Your baby is born with all his teeth ready and waiting to make an appearance – teeth start developing when a baby is still in the womb. Teething, or the action through which an infant’s teeth first emerge through his gums, usually begins when a baby is between four to seven months of age. In some children this can go on for a period of three years, or until the child receives his full complement of deciduous (baby) teeth.
The age at which teething starts can vary greatly between children, and it is common for the first teeth to appear later than four months of age. In general, your baby’s teeth will emerge in pairs, with the left and right pair of the same kind of tooth emerging at the same time. The first pair of teeth to cut through the gum are usually the two middle teeth on the lower jaw.
What are the signs that your baby is teething?
- Your baby drools more than usual.
- He has trouble falling asleep, or staying asleep.
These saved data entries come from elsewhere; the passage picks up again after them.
impl Archive {
    /// Uses `dir` for set files, creating it if needed, and `history_path`
    /// for the history log.
    pub fn open(dir: impl Into<PathBuf>, history_path: impl Into<PathBuf>) -> Result<Archive, ArchiveError> {
        let dir = dir.into();
        fs::create_dir_all(&dir).map_err(io_error("can't create directory", &dir))?;
        Ok(Archive { dir, history_path: history_path.into() })
    }

    /// The set directory
    #[must_use]
    pub fn dir(&self) -> &Path {
        &self.dir
    }

    fn write_record(&self, file_name: &str, record: &Record, now: DateTime<Local>) -> Result<PathBuf, ArchiveError> {
        let path = self.dir.join(file_name_of(file_name)?);
        fs::write(&path, record.to_file_text(now)).map_err(io_error("can't write", &path))?;
        Ok(path)
    }

    /// Writes `record` to `<file_name>.conjunto`, replacing any file of that
    /// name, and logs SAVED.
    pub fn save(&self, file_name: &str, record: &Record, now: DateTime<Local>) -> Result<PathBuf, ArchiveError> {
        let path = self.write_record(file_name, record, now)?;
        tracing::info!(name = %record.name, path = %path.display(), "saved set");
        self.try_append_history(
            HistoryKind::Saved,
            format!("{} in {}", record.name, file_name_of(file_name)?),
        );
        Ok(path)
    }

    /// Names of the set files, sorted
    pub fn files(&self) -> Result<Vec<String>, ArchiveError> {
        let entries = fs::read_dir(&self.dir).map_err(io_error("can't list", &self.dir))?;
        let mut files = Vec::new();
        for entry in entries {
            let entry = entry.map_err(io_error("can't list", &self.dir))?;
            let path = entry.path();
            if path.is_file() && path.extension().is_some_and(|ext| ext == EXTENSION) {
                files.push(entry.file_name().to_string_lossy().into_owned());
            }
        }
        files.sort();
        Ok(files)
    }

    /// The set files with their size, modification time and headers. A file
    /// whose headers can't be read is still listed.
    pub fn list(&self) -> Result<Vec<ArchiveEntry>, ArchiveError> {
        let mut listing = Vec::new();
        for file_name in self.files()? {
            let path = self.dir.join(&file_name);
            let metadata = fs::metadata(&path).map_err(io_error("can't inspect", &path))?;
            let mut entry = ArchiveEntry {
                size: metadata.len(),
                modified: metadata.modified().ok().map(DateTime::<Local>::from),
                name: None,
                kind: None,
                file_name,
            };
            match read_text(&path) {
                Ok(text) => {
                    for line in text.lines() {
                        if let Some(name) = line.strip_prefix(NAME_HEADER) {
                            entry.name = Some(name.trim().to_owned());
                        } else if let Some(kind) = line.strip_prefix(KIND_HEADER) {
                            entry.kind = Some(kind.trim().to_owned());
                        }
                    }
                }
                Err(e) => tracing::warn!(error = %e, "can't read headers"),
            }
            listing.push(entry);
        }
        Ok(listing)
    }

    /// The `index`th name of `files`
    pub fn file_at(&self, index: usize) -> Result<String, ArchiveError> {
        let mut files = self.files()?;
        let len = files.len();
        if index >= len {
            return Err(ArchiveError::IndexOutOfRange { index, len });
        }
        Ok(files.swap_remove(index))
    }

    fn existing(&self, file_name: &str) -> Result<(String, PathBuf), ArchiveError> {
        let file_name = file_name_of(file_name)?;
        let path = self.dir.join(&file_name);
        if !path.is_file() {
            return Err(ArchiveError::NotFound(file_name));
        }
        Ok((file_name, path))
    }

    /// Reads a set file back without logging anything
    pub fn read(&self, file_name: &str) -> Result<Loaded, ArchiveError> {
        let (file_name, path) = self.existing(file_name)?;
        let record = Record::parse(&read_text(&path)?, &file_name)?;
        let parsed = record.typed();
        Ok(Loaded { file_name, record, parsed })
    }

    /// Reads a set file back and logs LOADED
    pub fn load(&self, file_name: &str) -> Result<Loaded, ArchiveError> {
        let loaded = self.read(file_name)?;
        self.log_loaded(&loaded);
        Ok(loaded)
    }

    /// Logs LOADED for a set that was `read` and then accepted
    pub fn log_loaded(&self, loaded: &Loaded) {
        tracing::info!(name = %loaded.record.name, file = %loaded.file_name, "loaded set");
        self.try_append_history(
            HistoryKind::Loaded,
            format!("{} from {}", loaded.record.name, loaded.file_name),
        );
    }

    /// Deletes a set file, but only if `confirmed`. Returns whether the file
    /// was deleted.
    pub fn delete(&self, file_name: &str, confirmed: bool) -> Result<bool, ArchiveError> {
        let (file_name, path) = self.existing(file_name)?;
        if !confirmed {
            tracing::debug!(file = %file_name, "deletion not confirmed");
            return Ok(false);
        }
        fs::remove_file(&path).map_err(io_error("can't delete", &path))?;
        tracing::info!(file = %file_name, "deleted set file");
        self.try_append_history(HistoryKind::Deleted, file_name);
        Ok(true)
    }

    /// Reads free text from `source`, keeps every whitespace separated word
    /// (lowercased), and saves the result as a word set called `name`. The
    /// file name is `name` with runs of whitespace replaced by `_`.
    pub fn import(&self, source: &Path, name: &str, now: DateTime<Local>) -> Result<Imported, ArchiveError> {
        let name = name.trim();
        let text = read_text(source)?;
        let set = TypedSet::tokens(text.split_whitespace());
        let file_name = file_name_of(&name.split_whitespace().collect::<Vec<_>>().join("_"))?;
        let path = self.write_record(&file_name, &Record::of(name, &set), now)?;
        tracing::info!(name, source = %source.display(), words = set.len(), "imported text");
        self.try_append_history(
            HistoryKind::Imported,
            format!("{name} from {} ({} words)", source.display(), set.len()),
        );
        Ok(Imported { path, set })
    }

    /// Writes every set file and the history log into one
    /// `backup_<milliseconds>.txt` file in `out_dir`.
    pub fn backup(&self, out_dir: &Path, now: DateTime<Local>) -> Result<PathBuf, ArchiveError> {
        let mut text = format!(
            "# Full backup of {}\n# Date: {}\n\n=== SAVED SETS ===\n",
            self.dir.display(),
            now.format(TIMESTAMP)
        );
        for file_name in self.files()? {
            text.push_str(&format!("\n>>> FILE: {file_name}\n"));
            match read_text(&self.dir.join(&file_name)) {
                Ok(contents) => {
                    text.push_str(&contents);
                    if !contents.ends_with('\n') {
                        text.push('\n');
                    }
                }
                Err(e) => {
                    tracing::warn!(error = %e, "leaving file out of backup");
                    text.push_str(&format!("could not read {file_name}\n"));
                }
            }
        }
        text.push_str("\n=== OPERATION HISTORY ===\n");
        for line in self.history()? {
            text.push_str(&line);
            text.push('\n');
        }
        let path = out_dir.join(format!("backup_{}.txt", now.timestamp_millis()));
        fs::write(&path, text).map_err(io_error("can't write", &path))?;
        tracing::info!(path = %path.display(), "backup written");
        Ok(path)
    }

    /// The lines of the history file, oldest first. A missing file is an
    /// empty history.
    pub fn history(&self) -> Result<Vec<String>, ArchiveError> {
        if !self.history_path.exists() {
            return Ok(Vec::new());
        }
        let text = read_text(&self.history_path)?;
        Ok(text.lines().map(str::to_owned).collect())
    }

    /// Appends one line to the history file. Failure is logged and reported
    /// through the return value, never as an error.
    pub fn try_append_history(&self, kind: HistoryKind, description: impl Into<String>) -> bool {
        let entry = HistoryEntry::now(kind, description);
        let appended = OpenOptions::new()
            .create(true)
            .append(true)
            .open(&self.history_path)
            .and_then(|mut file| writeln!(file, "{entry}"));
        match appended {
            Ok(()) => true,
            Err(e) => {
                tracing::warn!(path = %self.history_path.display(), error = %e, "can't append to history");
                false
            }
        }
    }
}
- He has become very fussy.
- He is very irritable.
- He does not want to eat.
- He tries to bite everything.
- He has swollen or sensitive gums.
- A tooth is visible on the gum line.
Be smart about the symptoms
Although many parents swear by it, there is currently no scientific evidence to support the claim that symptoms such as fever, flu or diarrhoea are associated with teething. Therefore, even if you suspect that your baby is teething, it is important to take him to a medical professional if he is showing any of these symptoms, especially if any last for longer than 24 hours. It’s always best to make sure that there isn’t something else at the root of these symptoms.
What can you do to soothe your teething baby?
Teething babies can be particularly cranky, and it’s no surprise once you think of the pain in their gums. Try soothing your baby’s irritated gums by rubbing them gently with a clean finger, a moist piece of gauze or a facecloth. Allowing your child to chew on a clean teething ring can also relieve some of the discomfort he is feeling. Chill a damp facecloth in the freezer and give it to your baby to chew on.
If your baby is old enough for solids, you can try giving him teething biscuits. In a South African setting, having the baby bite on unflavoured biltong seems to work well with many of my patients, explains Dr Hoosen. It is also extremely important to remember to dry excessive drool often to prevent any skin irritations.
Can I give my baby painkillers?
It is best not to give any pain medication to your little one when they are teething. However, if your baby is in a lot of pain and discomfort you could administer some over-the-counter pain medication, but you must consult your doctor, dentist or pharmacist first.
While the time leading up to your baby’s first teeth cutting through the gum can be a difficult one, it is a very important milestone in any infant’s life. Ensure that your little one feels as comfortable and loved as possible. A few extra cuddles from mom and dad can go a long way towards soothing your baby’s discomfort. And don’t forget to have your camera ready for when your baby’s pearly whites do finally erupt through his gums – this is a milestone you’ll want to remember.